Tom J Bechman 1, Editor, Indiana Prairie Farmer

June 30, 2021

3 Min Read
Bruce Kettler and Darla Dewig stand next to Munsee Meats' Automated Farmers Market site in Muncie, Ind.
MOBILE MEATS: Darla Dewig, executive director of the Indiana Meat Packers and Processors Association, and Ag Director Bruce Kettler stand by a unit that allows customers to pick up frozen meats ordered online. Installed by Munsee Meats, Muncie, it’s a new venture in Indiana. Tom J. Bechman

In June 2020, Bruce Kettler, director of the Indiana State Department of Agriculture, saw a good challenge coming. He anticipated receiving roughly $4 million from the federal CARES Act passed to aid in COVID-19 relief.

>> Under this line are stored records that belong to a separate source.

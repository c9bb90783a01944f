//! Booking price computation for Orbi City: nightly rates with seasonal
//! overrides, stay aggregation, and discount stacking.

pub mod booking;
pub mod rates;
pub mod resolver;
pub mod stay;

pub use booking::{BookingPricer, BookingQuote, BookingQuoteRequest};
pub use rates::rate_for_date;
pub use resolver::{resolve_booking_price, DiscountRequest, DiscountResolver};
pub use stay::price_stay;
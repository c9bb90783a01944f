//! Ledger event bus — trait for emitting loyalty and booking events.
//!
//! The ledger and the booking pricer accept an `Arc<dyn EventSink>`; the
//! application shell routes events to its analytics dashboard.

use chrono::{DateTime, Utc};
use rust_decimal::Decimal;
use serde::{Deserialize, Serialize};
use std::sync::{Arc, Mutex};

use crate::loyalty::LoyaltyTier;

#[derive(Debug, Clone, Copy, Serialize, Deserialize, PartialEq, Eq)]
#[serde(rename_all = "snake_case")]
pub enum LedgerEventType {
    AccountProvisioned,
    PointsEarned,
    PointsRedeemed,
    TierUpgrade,
    BookingPriced,
}

#[derive(Debug, Clone, Serialize, Deserialize)]
pub struct LedgerEvent {
    pub event_type: LedgerEventType,
    pub user_id: Option<String>,
    pub points: Option<u64>,
    pub amount: Option<Decimal>,
    pub tier: Option<LoyaltyTier>,
    pub timestamp: DateTime<Utc>,
}

impl LedgerEvent {
    pub fn new(event_type: LedgerEventType, user_id: Option<String>) -> Self {
        Self {
            event_type,
            user_id,
            points: None,
            amount: None,
            tier: None,
            timestamp: Utc::now(),
        }
    }

    pub fn with_points(mut self, points: u64) -> Self {
        self.points = Some(points);
        self
    }

    pub fn with_amount(mut self, amount: Decimal) -> Self {
        self.amount = Some(amount);
        self
    }

    pub fn with_tier(mut self, tier: LoyaltyTier) -> Self {
        self.tier = Some(tier);
        self
    }
}

pub trait EventSink: Send + Sync {
    fn emit(&self, event: LedgerEvent);
}

/// No-op sink for tests and callers that don't need event emission.
pub struct NoOpSink;

impl EventSink for NoOpSink {
    fn emit(&self, _event: LedgerEvent) {}
}

/// In-memory sink that captures events for testing.
#[derive(Default)]
pub struct CaptureSink {
    events: Mutex<Vec<LedgerEvent>>,
}

impl CaptureSink {
    pub fn new() -> Self {
        Self::default()
    }

    pub fn events(&self) -> Vec<LedgerEvent> {
        self.events.lock().expect("event bus mutex poisoned").clone()
    }

    pub fn count(&self) -> usize {
        self.events.lock().expect("event bus mutex poisoned").len()
    }

    pub fn count_type(&self, event_type: LedgerEventType) -> usize {
        self.events
            .lock()
            .expect("event bus mutex poisoned")
            .iter()
            .filter(|e| e.event_type == event_type)
            .count()
    }
}

impl EventSink for CaptureSink {
    fn emit(&self, event: LedgerEvent) {
        self.events.lock().expect("event bus mutex poisoned").push(event);
    }
}

pub fn noop_sink() -> Arc<dyn EventSink> {
    Arc::new(NoOpSink)
}

pub fn capture_sink() -> Arc<CaptureSink> {
    Arc::new(CaptureSink::new())
}
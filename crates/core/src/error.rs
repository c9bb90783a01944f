use chrono::NaiveDate;
use rust_decimal::Decimal;
use thiserror::Error;

pub type OrbiResult<T> = Result<T, OrbiError>;

#[derive(Error, Debug)]
pub enum OrbiError {
    #[error("No base rate for apartment type: {0}")]
    NotFound(String),

    #[error("Invalid stay range: check-out {check_out} must be after check-in {check_in}")]
    InvalidRange {
        check_in: NaiveDate,
        check_out: NaiveDate,
    },

    #[error("Invalid guest count {guests} for {apartment_type} (max {max_guests})")]
    InvalidGuests {
        apartment_type: String,
        guests: u32,
        max_guests: u32,
    },

    #[error("Invalid amount: {0}")]
    InvalidAmount(Decimal),

    #[error("No loyalty account for user: {0}")]
    NoAccount(String),

    #[error("Redemption of {requested} points exceeds the cap of {max} points")]
    CapExceeded { requested: u64, max: u64 },

    #[error("Insufficient points: need {requested}, have {available}")]
    InsufficientPoints { requested: u64, available: u64 },

    #[error("Promo code rejected: {0}")]
    InvalidPromo(String),

    #[error("Concurrent write conflict: {0}")]
    Conflict(String),

    #[error("Configuration error: {0}")]
    Config(String),

    #[error("Serialization error: {0}")]
    Serialization(#[from] serde_json::Error),

    #[error("IO error: {0}")]
    Io(#[from] std::io::Error),

    #[error("Internal error: {0}")]
    Internal(#[from] anyhow::Error),
}

impl From<config::ConfigError> for OrbiError {
    fn from(err: config::ConfigError) -> Self {
        OrbiError::Config(err.to_string())
    }
}

impl OrbiError {
    /// Whether the caller can fix the request and try again (as opposed to a
    /// missing record or an infrastructure failure).
    pub fn is_user_correctable(&self) -> bool {
        matches!(
            self,
            OrbiError::InvalidRange { .. }
                | OrbiError::InvalidGuests { .. }
                | OrbiError::InsufficientPoints { .. }
                | OrbiError::CapExceeded { .. }
                | OrbiError::InvalidPromo(_)
        )
    }
}
//! Common-password blacklist.
//!
//! Loads a newline-delimited list of known-bad passwords and answers
//! case-insensitive membership queries. The list is an owned value meant to
//! be loaded once at startup and handed to [`crate::Scorer::with_blacklist`].

use std::collections::HashSet;
use std::path::{Path, PathBuf};
use thiserror::Error;

/// Environment variable overriding the default blacklist file location.
pub const BLACKLIST_PATH_ENV: &str = "PW_STRENGTH_BLACKLIST_PATH";

const DEFAULT_BLACKLIST_PATH: &str = "./assets/blacklist.txt";

#[derive(Error, Debug)]
pub enum BlacklistError {
    #[error("Blacklist file not found: {0}")]
    FileNotFound(PathBuf),
    #[error("Failed to read blacklist file: {0}")]
    ReadError(#[from] std::io::Error),
    #[error("Blacklist file is empty")]
    EmptyFile,
}

/// A set of passwords too common to be considered safe.
#[derive(Debug, Clone, Default, PartialEq, Eq)]
pub struct Blacklist {
    entries: HashSet<String>,
}

impl Blacklist {
    /// Returns the blacklist file path.
    ///
    /// Priority:
    /// 1. Environment variable `PW_STRENGTH_BLACKLIST_PATH`
    /// 2. Default path `./assets/blacklist.txt`
    pub fn path() -> PathBuf {
        std::env::var(BLACKLIST_PATH_ENV)
            .map(PathBuf::from)
            .unwrap_or_else(|_| PathBuf::from(DEFAULT_BLACKLIST_PATH))
    }

    /// Loads the blacklist from [`Blacklist::path`].
    ///
    /// # Errors
    ///
    /// Returns error if the file does not exist, cannot be read, or is empty.
    pub fn load() -> Result<Self, BlacklistError> {
        Self::load_from_path(Self::path())
    }

    /// Loads the blacklist from a specific file path, one password per line.
    /// Entries are lowercased; blank lines are skipped.
    ///
    /// # Errors
    ///
    /// Returns error if the file does not exist, cannot be read, or is empty.
    pub fn load_from_path<P: AsRef<Path>>(path: P) -> Result<Self, BlacklistError> {
        let path = path.as_ref();

        if !path.exists() {
            #[cfg(feature = "tracing")]
            tracing::error!("Blacklist load FAILED: file not found {:?}", path);
            return Err(BlacklistError::FileNotFound(path.to_path_buf()));
        }

        let content = std::fs::read_to_string(path)?;

        if content.trim().is_empty() {
            #[cfg(feature = "tracing")]
            tracing::error!("Blacklist load FAILED: empty file {:?}", path);
            return Err(BlacklistError::EmptyFile);
        }

        let entries: HashSet<String> = content
            .lines()
            .map(|l| l.trim().to_lowercase())
            .filter(|l| !l.is_empty())
            .collect();

        #[cfg(feature = "tracing")]
        tracing::info!("Blacklist loaded: {} passwords from {:?}", entries.len(), path);

        Ok(Self { entries })
    }

    /// Number of passwords in the blacklist.
    pub fn len(&self) -> usize {
        self.entries.len()
    }

    pub fn is_empty(&self) -> bool {
        self.entries.is_empty()
    }

    /// Checks membership, case-insensitively.
    pub fn contains(&self, password: &str) -> bool {
        self.entries.contains(&password.to_lowercase())
    }
}
//! Password scoring sections
//!
//! Each section scores one axis of password strength and names the
//! deficiencies it found on that axis.

mod complexity;
mod length;
mod uniqueness;

pub use complexity::complexity_section;
pub use length::length_section;
pub use uniqueness::uniqueness_section;

/// Maximum score a single section can award.
pub const SECTION_MAX: u8 = 4;

/// Outcome of a single scoring section: points awarded on this axis
/// (`0..=SECTION_MAX`) and actionable fixes for the deficiencies found,
/// most impactful first.
#[derive(Debug, Clone, PartialEq, Eq)]
pub struct SectionScore {
    pub score: u8,
    pub recommendations: Vec<String>,
}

“We considered ideas, and assisting meat processors in the state soon came to the top of the list of things we should do,” Kettler says. “Many smaller meat-processing operations in Indiana were adversely affected by the COVID-19 shutdown. This looked like an opportunity to help them recover, upgrade equipment, perhaps expand and, at the same time, improve conditions for worker safety.”

The money came from the Coronavirus Aid, Relief and Economic Security Act, and in a few short months, the Indiana Meat Processing Expansion and Development Program through ISDA became reality. But it wasn’t an easy process.

“We had to put together a program, promote it and get the money actually spent by Dec. 30, 2020,” Kettler says. “That’s a large undertaking when you are talking about a grant program.”

Several divisions of state government played a big role, including the lieutenant governor’s office and the Office of Management and Budget, Kettler says. They also worked closely with the Indiana Meat Packers and Processors Association. Darla Dewig, whose family owns a meat processing facility in Gibson County, Ind., is the executive director.

“We were happy to come alongside and get this program going for our members,” she says. “There were real needs for more capacity, and for upgrading facilities to enhance worker safety.”

Successful rollout

It was September 2020 before all the details were worked out for the grant program. Nevertheless, ISDA received 60 applications from Indiana meat processors, requesting $6,810,732. Forty projects were approved and completed, with the state investing $3,784,293.74. Indiana in turn received the money from federal funds through the CARES Act.

“A key part of the program was cost sharing,” Kettler explains. “The applicants had to match the grant, meaning they had to pay at least 50% of the total cost.”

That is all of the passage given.